Phil Borges Tibetan Portrait

Jigme and Sonam are sisters whose nomadic family had just come down from the Himalayan highlands to their 16,500 ft. winter camp on the Tibetan Plateau. When I gave Jigme a Polaroid of herself she looked at it, squealed and ran into her tent. I assumed that this was one of the only times she had seen herself since her family did not own a mirror.

These nuns had just arrived at the Dolma Ling nunnery in India after fleeing Tibet. In 1992 they were arrested, beaten, shocked with electric cattle prods and imprisoned two years for placing posters in Lhasa protesting the occupation of Tibet. Several times while talking, Dechen broke into tears, quitely excused herself and continued relating her story.

Palden was arrested at his monastery in 1959 and spent 24 years in prison, where he was tortured frequently --actually loosing 20 teeth in one beating. He managed to flee Tibet in 1987 and came to Dharamsala. He told me “ I no longer have anger for my captors. However, I feel it is my responsibility to let the outside world know what is happening in Tibet.”

For over twenty five years Phil Borges has lived with and documented indigenous and tribal cultures around the world. Through his work, he strives to create a heightened understanding of the issues faced by people in the developing world.

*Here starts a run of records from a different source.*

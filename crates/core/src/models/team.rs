//! Team model

use chrono::{DateTime, Utc};
use rand::Rng;
use serde::{Deserialize, Serialize};

const CODE_ALPHABET: &[u8] = b"ABCDEFGHIJKLMNOPQRSTUVWXYZ0123456789";
const CODE_LEN: usize = 6;

/// Generates a random join code. Uniqueness is enforced by the caller
/// against the teams table.
pub fn generate_team_code() -> String {
    let mut rng = rand::thread_rng();
    (0..CODE_LEN)
        .map(|_| CODE_ALPHABET[rng.gen_range(0..CODE_ALPHABET.len())] as char)
        .collect()
}

/// A team registered for a hackathon
#[derive(Debug, Clone, Serialize, Deserialize)]
pub struct Team {
    pub id: i64,
    pub hackathon_id: i64,
    pub leader_id: String,
    pub name: String,
    /// Case-insensitive join code shared out of band
    pub team_code: String,
    pub max_members: u32,
    /// Clerk ids of current members, leader included
    pub members: Vec<String>,
    pub created_at: DateTime<Utc>,
}

impl Team {
    pub fn is_full(&self) -> bool {
        self.members.len() >= self.max_members as usize
    }

    pub fn has_member(&self, clerk_id: &str) -> bool {
        self.members.iter().any(|m| m == clerk_id)
    }
}

/// Input for team creation; the leader becomes the first member
#[derive(Debug, Clone)]
pub struct NewTeam {
    pub hackathon_id: i64,
    pub leader_id: String,
    pub name: String,
}
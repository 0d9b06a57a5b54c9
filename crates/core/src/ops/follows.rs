//! Follow graph operations

use tracing::instrument;

use crate::error::{Error, Result};
use crate::models::Follow;
use crate::storage::Database;

fn require_user(db: &Database, clerk_id: &str) -> Result<()> {
    if db.users().find_by_clerk_id(clerk_id)?.is_none() {
        return Err(Error::NotFound(format!("User {clerk_id}")));
    }
    Ok(())
}

/// Ask to follow another user
#[instrument(skip(db))]
pub fn follow_user(db: &Database, follower_id: &str, followed_id: &str) -> Result<Follow> {
    if follower_id == followed_id {
        return Err(Error::Validation("Cannot follow yourself".into()));
    }
    require_user(db, follower_id)?;
    require_user(db, followed_id)?;

    db.follows().create_request(follower_id, followed_id)?;
    db.follows()
        .find(follower_id, followed_id)?
        .ok_or_else(|| Error::NotFound("Follow request".into()))
}

/// Accept a pending follow request addressed to `followed_id`
#[instrument(skip(db))]
pub fn accept_follow(db: &Database, followed_id: &str, follower_id: &str) -> Result<()> {
    db.follows().accept(follower_id, followed_id)
}

/// Reject a pending follow request addressed to `followed_id`
#[instrument(skip(db))]
pub fn reject_follow(db: &Database, followed_id: &str, follower_id: &str) -> Result<()> {
    db.follows().reject(follower_id, followed_id)
}

/// Stop following a user
#[instrument(skip(db))]
pub fn unfollow(db: &Database, follower_id: &str, followed_id: &str) -> Result<()> {
    db.follows().remove(follower_id, followed_id)
}

/// Remove one of your own followers
#[instrument(skip(db))]
pub fn remove_follower(db: &Database, followed_id: &str, follower_id: &str) -> Result<()> {
    db.follows().remove(follower_id, followed_id)
}

#[cfg(test)]
mod tests {
    use super::*;
    use crate::models::{Role, User};

    fn seed_user(db: &Database, id: &str) {
        let user = User::new(
            id.to_string(),
            format!("User {id}"),
            format!("{id}@example.com"),
            Role::Participant,
        );
        db.users().create(&user).unwrap();
    }

    #[test]
    fn test_self_follow_rejected() {
        let db = Database::open_in_memory().unwrap();
        seed_user(&db, "a");

        let err = follow_user(&db, "a", "a").unwrap_err();
        assert!(matches!(err, Error::Validation(_)));
    }

    #[test]
    fn test_follow_unknown_user_is_not_found() {
        let db = Database::open_in_memory().unwrap();
        seed_user(&db, "a");

        let err = follow_user(&db, "a", "ghost").unwrap_err();
        assert!(matches!(err, Error::NotFound(_)));
    }

    #[test]
    fn test_remove_follower_drops_the_edge() {
        let db = Database::open_in_memory().unwrap();
        seed_user(&db, "a");
        seed_user(&db, "b");

        follow_user(&db, "a", "b").unwrap();
        accept_follow(&db, "b", "a").unwrap();
        assert!(db.follows().is_following("a", "b").unwrap());

        remove_follower(&db, "b", "a").unwrap();
        assert!(!db.follows().is_following("a", "b").unwrap());
    }
}
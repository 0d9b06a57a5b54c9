//! Feed request storage operations

use chrono::Utc;
use rusqlite::{params, Connection, Row};
use tracing::instrument;

use super::parse::{feed_kind_from_str, feed_status_from_str, parse_datetime, OptionalExt};
use crate::error::{Error, Result};
use crate::models::{FeedRequest, FeedRequestStatus, NewFeedRequest};

pub struct FeedStore<'a> {
    conn: &'a Connection,
}

const FEED_COLUMNS: &str =
    "id, sender_id, receiver_id, kind, project_id, message, status, created_at, updated_at";

fn request_from_row(row: &Row<'_>) -> rusqlite::Result<FeedRequest> {
    Ok(FeedRequest {
        id: row.get(0)?,
        sender_id: row.get(1)?,
        receiver_id: row.get(2)?,
        kind: feed_kind_from_str(&row.get::<_, String>(3)?),
        project_id: row.get(4)?,
        message: row.get(5)?,
        status: feed_status_from_str(&row.get::<_, String>(6)?),
        created_at: parse_datetime(&row.get::<_, String>(7)?)?,
        updated_at: parse_datetime(&row.get::<_, String>(8)?)?,
    })
}

impl<'a> FeedStore<'a> {
    pub fn new(conn: &'a Connection) -> Self {
        Self { conn }
    }

    /// Create a pending request, returning its id
    #[instrument(skip(self, request), fields(sender_id = %request.sender_id, receiver_id = %request.receiver_id))]
    pub fn create(&self, request: &NewFeedRequest) -> Result<i64> {
        let now = Utc::now().to_rfc3339();
        self.conn.execute(
            "INSERT INTO feed_requests
                (sender_id, receiver_id, kind, project_id, message, status, created_at, updated_at)
             VALUES (?1, ?2, ?3, ?4, ?5, 'pending', ?6, ?7)",
            params![
                request.sender_id,
                request.receiver_id,
                request.kind.as_str(),
                request.project_id,
                request.message,
                now,
                now,
            ],
        )?;
        Ok(self.conn.last_insert_rowid())
    }

    /// Find request by id
    #[instrument(skip(self))]
    pub fn find_by_id(&self, id: i64) -> Result<Option<FeedRequest>> {
        let mut stmt = self.conn.prepare(&format!(
            "SELECT {FEED_COLUMNS} FROM feed_requests WHERE id = ?1"
        ))?;

        let request = stmt.query_row(params![id], request_from_row).optional()?;

        Ok(request)
    }

    /// Requests addressed to a user, newest first
    pub fn list_for_receiver(&self, receiver_id: &str) -> Result<Vec<FeedRequest>> {
        let mut stmt = self.conn.prepare(&format!(
            "SELECT {FEED_COLUMNS} FROM feed_requests
             WHERE receiver_id = ?1 ORDER BY created_at DESC"
        ))?;

        let requests = stmt
            .query_map(params![receiver_id], request_from_row)?
            .collect::<rusqlite::Result<Vec<_>>>()?;

        Ok(requests)
    }

    /// Requests a user has sent, newest first
    pub fn list_for_sender(&self, sender_id: &str) -> Result<Vec<FeedRequest>> {
        let mut stmt = self.conn.prepare(&format!(
            "SELECT {FEED_COLUMNS} FROM feed_requests
             WHERE sender_id = ?1 ORDER BY created_at DESC"
        ))?;

        let requests = stmt
            .query_map(params![sender_id], request_from_row)?
            .collect::<rusqlite::Result<Vec<_>>>()?;

        Ok(requests)
    }

    /// Resolve a pending request. Only pending rows can move, so a
    /// second resolution attempt conflicts instead of flip-flopping.
    #[instrument(skip(self))]
    pub fn set_status(&self, id: i64, status: FeedRequestStatus) -> Result<()> {
        let changed = self.conn.execute(
            "UPDATE feed_requests SET status = ?1, updated_at = ?2
             WHERE id = ?3 AND status = 'pending'",
            params![status.as_str(), Utc::now().to_rfc3339(), id],
        )?;
        if changed == 0 {
            if self.find_by_id(id)?.is_none() {
                return Err(Error::NotFound(format!("Feed request {id}")));
            }
            return Err(Error::Conflict("Request already resolved".into()));
        }
        Ok(())
    }
}
//! Peer review model

use chrono::{DateTime, Utc};
use serde::{Deserialize, Serialize};

/// A rating left by one user on another's profile
#[derive(Debug, Clone, Serialize, Deserialize)]
pub struct Review {
    pub id: i64,
    pub reviewer_id: String,
    pub reviewee_id: String,
    /// 1 to 5 inclusive
    pub rating: i32,
    pub comment: Option<String>,
    pub created_at: DateTime<Utc>,
}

Through his exhibits and award-winning books, Phil attempts to create a relationship between the audience and his photographic subjects. “I want the viewer to see these people as individuals, to know their names and a bit of their history, not just to view them as an anonymous part of some remote ethnic or tribal group.”

Phil has hosted three television documentaries for Discovery and National Geographic as a part of a series that investigates indigenous cultures that still maintain a spiritual dialogue with the natural world.

Phil’s photographs are collected and exhibited in museums and galleries worldwide. His award-winning books have been published in four languages and in 1998 he was presented the Photo Media Magazine "Photoperson of the Year" award. In December, 2003 Phil was honored with the Humanitarian Award, receiving the Lucie at the 1st Annual International Photography Awards. In 2005 he was named a Giraffe Hero for his humanitarian work. Phil teaches and lectures internationally and is co-founder of Blue Earth Alliance, a 501c3 that sponsors photographic projects focusing on endangered cultures and threatened environments.